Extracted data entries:
* * * * * * * * *

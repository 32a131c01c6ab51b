//! Fixture loading from YAML files

use serde::Deserialize;
use std::path::Path;
use xml_reader_core::ReaderConfig;

/// A single test case from a fixture file
#[derive(Debug, Clone, Deserialize)]
pub struct TestCase {
    pub id: String,
    pub desc: String,
    pub xml: String,
    /// Reader options; omitted fields keep their defaults
    #[serde(default)]
    pub config: ReaderConfig,
    /// Expected event names, in publication order
    pub events: Vec<String>,
    /// Expected `dump` of the completed document, if any
    #[serde(default)]
    pub tree: Option<String>,
}

/// Load all test cases from a YAML fixture file
pub fn load_fixtures(path: &Path) -> Vec<TestCase> {
    let content = std::fs::read_to_string(path)
        .unwrap_or_else(|e| panic!("Failed to read fixture file {:?}: {}", path, e));
    serde_yaml::from_str(&content)
        .unwrap_or_else(|e| panic!("Failed to parse fixture file {:?}: {}", path, e))
}

/// Load fixtures from the standard fixtures directory
pub fn load_fixtures_by_name(name: &str) -> Vec<TestCase> {
    let path = Path::new(env!("CARGO_MANIFEST_DIR"))
        .join("tests")
        .join("fixtures")
        .join(format!("{}.yaml", name));
    load_fixtures(&path)
}
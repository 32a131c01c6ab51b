//! Event routing for completed elements and documents.
//!
//! The assembler publishes a typed [`Notification`]; the router maps it to a
//! string event name at the boundary (`tag_prefix + name` for elements, the
//! configured done event for the document) and calls the subscribed
//! handlers synchronously.
//!
//! Per notification the handlers run in this order:
//! 1. named handlers (`on`, `on_tag`, `on_done`) in registration order
//! 2. element handlers (`on_element`), element notifications only
//! 3. catch-all handlers (`on_notification`)

use std::collections::HashMap;
use std::fmt;

use crate::tree::NodeRef;

/// A completion published by the assembler.
#[derive(Debug, Clone, Copy)]
pub enum Notification<'d> {
    /// An element was sealed by its matching closing tag.
    Element(NodeRef<'d>),
    /// The root element was sealed; the document is complete.
    Document(NodeRef<'d>),
}

impl<'d> Notification<'d> {
    /// The node carried by the notification.
    pub fn node(&self) -> NodeRef<'d> {
        match *self {
            Notification::Element(node) | Notification::Document(node) => node,
        }
    }

    pub fn is_document(&self) -> bool {
        matches!(self, Notification::Document(_))
    }
}

/// Handle returned by every subscription, used with [`Router::off`].
#[derive(Debug, Clone, Copy, PartialEq, Eq, Hash)]
pub struct Subscription(u64);

type NodeHandler<'h> = Box<dyn FnMut(NodeRef<'_>) + 'h>;
type ElementHandler<'h> = Box<dyn FnMut(&str, NodeRef<'_>) + 'h>;
type NotificationHandler<'h> = Box<dyn FnMut(&Notification<'_>) + 'h>;

/// Dispatcher from event names to handlers.
///
/// `'h` bounds what handlers may borrow.
pub struct Router<'h> {
    tag_prefix: String,
    done_event: String,
    next_id: u64,
    named: HashMap<String, Vec<(Subscription, NodeHandler<'h>)>>,
    elements: Vec<(Subscription, ElementHandler<'h>)>,
    catch_all: Vec<(Subscription, NotificationHandler<'h>)>,
    /// Reused buffer for building event names.
    key: String,
}

impl<'h> Router<'h> {
    pub fn new(tag_prefix: impl Into<String>, done_event: impl Into<String>) -> Self {
        Self {
            tag_prefix: tag_prefix.into(),
            done_event: done_event.into(),
            next_id: 0,
            named: HashMap::new(),
            elements: Vec::new(),
            catch_all: Vec::new(),
            key: String::new(),
        }
    }

    pub fn tag_prefix(&self) -> &str {
        &self.tag_prefix
    }

    pub fn done_event(&self) -> &str {
        &self.done_event
    }

    /// The string event name a notification is published under.
    pub fn event_name(&self, notification: &Notification<'_>) -> String {
        match notification {
            Notification::Element(node) => format!("{}{}", self.tag_prefix, node.name()),
            Notification::Document(_) => self.done_event.clone(),
        }
    }

    fn next_subscription(&mut self) -> Subscription {
        let id = Subscription(self.next_id);
        self.next_id += 1;
        id
    }

    /// Subscribe to a raw event name.
    pub fn on<F>(&mut self, event: impl Into<String>, handler: F) -> Subscription
    where
        F: FnMut(NodeRef<'_>) + 'h,
    {
        let id = self.next_subscription();
        self.named
            .entry(event.into())
            .or_default()
            .push((id, Box::new(handler)));
        id
    }

    /// Subscribe to completions of elements named `tag`.
    pub fn on_tag<F>(&mut self, tag: &str, handler: F) -> Subscription
    where
        F: FnMut(NodeRef<'_>) + 'h,
    {
        let event = format!("{}{}", self.tag_prefix, tag);
        self.on(event, handler)
    }

    /// Subscribe to document completion.
    pub fn on_done<F>(&mut self, handler: F) -> Subscription
    where
        F: FnMut(NodeRef<'_>) + 'h,
    {
        let event = self.done_event.clone();
        self.on(event, handler)
    }

    /// Subscribe to every element completion; the handler gets the tag name.
    pub fn on_element<F>(&mut self, handler: F) -> Subscription
    where
        F: FnMut(&str, NodeRef<'_>) + 'h,
    {
        let id = self.next_subscription();
        self.elements.push((id, Box::new(handler)));
        id
    }

    /// Subscribe to every notification, element or document.
    pub fn on_notification<F>(&mut self, handler: F) -> Subscription
    where
        F: FnMut(&Notification<'_>) + 'h,
    {
        let id = self.next_subscription();
        self.catch_all.push((id, Box::new(handler)));
        id
    }

    /// Remove a handler. Returns false if it was not registered.
    pub fn off(&mut self, subscription: Subscription) -> bool {
        let before = self.handler_count();
        for handlers in self.named.values_mut() {
            handlers.retain(|(id, _)| *id != subscription);
        }
        self.named.retain(|_, handlers| !handlers.is_empty());
        self.elements.retain(|(id, _)| *id != subscription);
        self.catch_all.retain(|(id, _)| *id != subscription);
        self.handler_count() != before
    }

    /// Total number of registered handlers.
    pub fn handler_count(&self) -> usize {
        self.named.values().map(Vec::len).sum::<usize>() + self.elements.len() + self.catch_all.len()
    }

    /// Deliver a notification to every matching handler.
    pub fn dispatch(&mut self, notification: &Notification<'_>) {
        let node = notification.node();
        self.key.clear();
        match notification {
            Notification::Element(_) => {
                self.key.push_str(&self.tag_prefix);
                self.key.push_str(node.name());
            }
            Notification::Document(_) => self.key.push_str(&self.done_event),
        }
        log::trace!(target: "xml_reader::router", "dispatch {:?}", self.key);

        if let Some(handlers) = self.named.get_mut(self.key.as_str()) {
            for (_, handler) in handlers.iter_mut() {
                handler(node);
            }
        }
        if let Notification::Element(_) = notification {
            for (_, handler) in self.elements.iter_mut() {
                handler(node.name(), node);
            }
        }
        for (_, handler) in self.catch_all.iter_mut() {
            handler(notification);
        }
    }
}

impl fmt::Debug for Router<'_> {
    fn fmt(&self, f: &mut fmt::Formatter<'_>) -> fmt::Result {
        f.debug_struct("Router")
            .field("tag_prefix", &self.tag_prefix)
            .field("done_event", &self.done_event)
            .field("handlers", &self.handler_count())
            .finish()
    }
}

* * * * * * * * *

Copy the records above. Leave out nothing.

→ **Response to this task**
repository 32a131c01c6ab51b
//! Fixture loading from YAML files

use serde::Deserialize;
use std::path::Path;
use xml_reader_core::ReaderConfig;

/// A single test case from a fixture file
#[derive(Debug, Clone, Deserialize)]
pub struct TestCase {
    pub id: String,
    pub desc: String,
    pub xml: String,
    /// Reader options; omitted fields keep their defaults
    #[serde(default)]
    pub config: ReaderConfig,
    /// Expected event names, in publication order
    pub events: Vec<String>,
    /// Expected `dump` of the completed document, if any
    #[serde(default)]
    pub tree: Option<String>,
}

/// Load all test cases from a YAML fixture file
pub fn load_fixtures(path: &Path) -> Vec<TestCase> {
    let content = std::fs::read_to_string(path)
        .unwrap_or_else(|e| panic!("Failed to read fixture file {:?}: {}", path, e));
    serde_yaml::from_str(&content)
        .unwrap_or_else(|e| panic!("Failed to parse fixture file {:?}: {}", path, e))
}

/// Load fixtures from the standard fixtures directory
pub fn load_fixtures_by_name(name: &str) -> Vec<TestCase> {
    let path = Path::new(env!("CARGO_MANIFEST_DIR"))
        .join("tests")
        .join("fixtures")
        .join(format!("{}.yaml", name));
    load_fixtures(&path)
}
repository 32a131c01c6ab51b
//! Event routing for completed elements and documents.
//!
//! The assembler publishes a typed [`Notification`]; the router maps it to a
//! string event name at the boundary (`tag_prefix + name` for elements, the
//! configured done event for the document) and calls the subscribed
//! handlers synchronously.
//!
//! Per notification the handlers run in this order:
//! 1. named handlers (`on`, `on_tag`, `on_done`) in registration order
//! 2. element handlers (`on_element`), element notifications only
//! 3. catch-all handlers (`on_notification`)

use std::collections::HashMap;
use std::fmt;

use crate::tree::NodeRef;

/// A completion published by the assembler.
#[derive(Debug, Clone, Copy)]
pub enum Notification<'d> {
    /// An element was sealed by its matching closing tag.
    Element(NodeRef<'d>),
    /// The root element was sealed; the document is complete.
    Document(NodeRef<'d>),
}

impl<'d> Notification<'d> {
    /// The node carried by the notification.
    pub fn node(&self) -> NodeRef<'d> {
        match *self {
            Notification::Element(node) | Notification::Document(node) => node,
        }
    }

    pub fn is_document(&self) -> bool {
        matches!(self, Notification::Document(_))
    }
}

/// Handle returned by every subscription, used with [`Router::off`].
#[derive(Debug, Clone, Copy, PartialEq, Eq, Hash)]
pub struct Subscription(u64);

type NodeHandler<'h> = Box<dyn FnMut(NodeRef<'_>) + 'h>;
type ElementHandler<'h> = Box<dyn FnMut(&str, NodeRef<'_>) + 'h>;
type NotificationHandler<'h> = Box<dyn FnMut(&Notification<'_>) + 'h>;

/// Dispatcher from event names to handlers.
///
/// `'h` bounds what handlers may borrow.
pub struct Router<'h> {
    tag_prefix: String,
    done_event: String,
    next_id: u64,
    named: HashMap<String, Vec<(Subscription, NodeHandler<'h>)>>,
    elements: Vec<(Subscription, ElementHandler<'h>)>,
    catch_all: Vec<(Subscription, NotificationHandler<'h>)>,
    /// Reused buffer for building event names.
    key: String,
}

impl<'h> Router<'h> {
    pub fn new(tag_prefix: impl Into<String>, done_event: impl Into<String>) -> Self {
        Self {
            tag_prefix: tag_prefix.into(),
            done_event: done_event.into(),
            next_id: 0,
            named: HashMap::new(),
            elements: Vec::new(),
            catch_all: Vec::new(),
            key: String::new(),
        }
    }

    pub fn tag_prefix(&self) -> &str {
        &self.tag_prefix
    }

    pub fn done_event(&self) -> &str {
        &self.done_event
    }

    /// The string event name a notification is published under.
    pub fn event_name(&self, notification: &Notification<'_>) -> String {
        match notification {
            Notification::Element(node) => format!("{}{}", self.tag_prefix, node.name()),
            Notification::Document(_) => self.done_event.clone(),
        }
    }

    fn next_subscription(&mut self) -> Subscription {
        let id = Subscription(self.next_id);
        self.next_id += 1;
        id
    }

    /// Subscribe to a raw event name.
    pub fn on<F>(&mut self, event: impl Into<String>, handler: F) -> Subscription
    where
        F: FnMut(NodeRef<'_>) + 'h,
    {
        let id = self.next_subscription();
        self.named
            .entry(event.into())
            .or_default()
            .push((id, Box::new(handler)));
        id
    }

    /// Subscribe to completions of elements named `tag`.
    pub fn on_tag<F>(&mut self, tag: &str, handler: F) -> Subscription
    where
        F: FnMut(NodeRef<'_>) + 'h,
    {
        let event = format!("{}{}", self.tag_prefix, tag);
        self.on(event, handler)
    }

    /// Subscribe to document completion.
    pub fn on_done<F>(&mut self, handler: F) -> Subscription
    where
        F: FnMut(NodeRef<'_>) + 'h,
    {
        let event = self.done_event.clone();
        self.on(event, handler)
    }

    /// Subscribe to every element completion; the handler gets the tag name.
    pub fn on_element<F>(&mut self, handler: F) -> Subscription
    where
        F: FnMut(&str, NodeRef<'_>) + 'h,
    {
        let id = self.next_subscription();
        self.elements.push((id, Box::new(handler)));
        id
    }

    /// Subscribe to every notification, element or document.
    pub fn on_notification<F>(&mut self, handler: F) -> Subscription
    where
        F: FnMut(&Notification<'_>) + 'h,
    {
        let id = self.next_subscription();
        self.catch_all.push((id, Box::new(handler)));
        id
    }

    /// Remove a handler. Returns false if it was not registered.
    pub fn off(&mut self, subscription: Subscription) -> bool {
        let before = self.handler_count();
        for handlers in self.named.values_mut() {
            handlers.retain(|(id, _)| *id != subscription);
        }
        self.named.retain(|_, handlers| !handlers.is_empty());
        self.elements.retain(|(id, _)| *id != subscription);
        self.catch_all.retain(|(id, _)| *id != subscription);
        self.handler_count() != before
    }

    /// Total number of registered handlers.
    pub fn handler_count(&self) -> usize {
        self.named.values().map(Vec::len).sum::<usize>() + self.elements.len() + self.catch_all.len()
    }

    /// Deliver a notification to every matching handler.
    pub fn dispatch(&mut self, notification: &Notification<'_>) {
        let node = notification.node();
        self.key.clear();
        match notification {
            Notification::Element(_) => {
                self.key.push_str(&self.tag_prefix);
                self.key.push_str(node.name());
            }
            Notification::Document(_) => self.key.push_str(&self.done_event),
        }
        log::trace!(target: "xml_reader::router", "dispatch {:?}", self.key);

        if let Some(handlers) = self.named.get_mut(self.key.as_str()) {
            for (_, handler) in handlers.iter_mut() {
                handler(node);
            }
        }
        if let Notification::Element(_) = notification {
            for (_, handler) in self.elements.iter_mut() {
                handler(node.name(), node);
            }
        }
        for (_, handler) in self.catch_all.iter_mut() {
            handler(notification);
        }
    }
}

impl fmt::Debug for Router<'_> {
    fn fmt(&self, f: &mut fmt::Formatter<'_>) -> fmt::Result {
        f.debug_struct("Router")
            .field("tag_prefix", &self.tag_prefix)
            .field("done_event", &self.done_event)
            .field("handlers", &self.handler_count())
            .finish()
    }
}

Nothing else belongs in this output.